Kepiawaian Muhadi memanfaatkan peluang patut diacungi jempol. Di tangan dingin pria ini, warga Dusun Moroseneng, Desa Kedaton, Kecamatan Batanghari Nuban, Kabupaten Lampung Timur, kini bisa terbebas dari krisis energi. Bersama Kelompok Tani Usaha Mandiri, Muhadi dkk berhasil mengembangkan teknologi biogas sederhana yang murah meriah.
TEKNOLOGI ini dirancang sangat sederhana. Kandang-kandang sapi yang awalnya berfungsi mengamankan ternak dimanfaatkan menjadi tempat produksi kotoran sapi menggunakan tangki khusus. Dari tangki inilah kemudian dialirkan lagi ke tangki penampung gas sebelum langsung ke kompor di dapur.
Hasil kreativitas kelompok usaha yang beranggotakan warga Desa Kedaton mampu memenuhi kebutuhan rumah tangga di Dusun Moroseneng. “Yang melatar belakangi kami mengembangkan teknologi biogas sederhana karena krisis energi dan semakin mahalnya bahan bakar untuk kebutuhan rumah tangga saat ini,” kata Ketua Kelompok Usaha Mandiri, Kecamatan Batanghari Nuban, Lampung Timur, Muhadi (50).
Muhadi menjelaskan, tahun 2008 ia mengajak anggotanya mengembangkan instalasi kompor biogas sederhana. Ide ini terinspirasi dari pengalaman studi banding dengan petani di Lampung Barat akhir tahun 2008. “Dari pengalaman studi banding itulah saya kemudian berpikir bagaimana membuat teknologi yang lebih sederhana dengan biaya yang lebih murah,” katanya.

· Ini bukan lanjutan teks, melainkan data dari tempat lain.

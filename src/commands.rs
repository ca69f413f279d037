//! CLI command definitions
//!
//! Defines the clap commands for the functest CLI.

use clap::Subcommand;
use std::path::PathBuf;

#[derive(Subcommand)]
pub enum Commands {
    /// Run one or more YAML test scenarios
    Run {
        /// Scenario files to run
        #[arg(required = true)]
        scenarios: Vec<PathBuf>,

        /// Shared asset registry (YAML mapping of name: {url, sha256})
        #[arg(long)]
        assets: Option<PathBuf>,

        /// Number of scenarios to run concurrently
        #[arg(long, short, default_value_t = 1)]
        jobs: usize,

        /// Show each step as it starts and mirror the guest console
        #[arg(long, short)]
        verbose: bool,
    },

    /// Download and verify an asset into the cache
    Fetch {
        /// Source URL
        url: String,

        /// Expected SHA-256 or SHA-512 hex digest
        checksum: String,

        /// Output as JSON
        #[arg(long)]
        json: bool,
    },

    /// Extract a member from an archive asset
    Extract {
        /// Source URL of the archive
        url: String,

        /// Expected digest of the archive
        checksum: String,

        /// Path inside the archive (e.g. boot/vmlinux-4.5.0-2-4kc-malta)
        member: String,

        /// Output as JSON
        #[arg(long)]
        json: bool,
    },

    /// Asset cache management
    #[command(subcommand)]
    Cache(CacheCommands),
}

#[derive(Subcommand)]
pub enum CacheCommands {
    /// Print the cache root
    Path,

    /// Remove every cached asset and derived entry
    Clean,
}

Muhadi mengungkapkan, bersama rekan-rekannya di Kelompok Tani Usaha Mandiri berhasil memodifikasi instalasi biogas yang lebih sederhana dengan biaya lebih murah. “Ini semua instalasi termasuk kompornya cuma habis Rp700 ribu. Kalau yang di Lampung Barat butuh biaya awal sekitar Rp 2,5 juta,” ungkapnya.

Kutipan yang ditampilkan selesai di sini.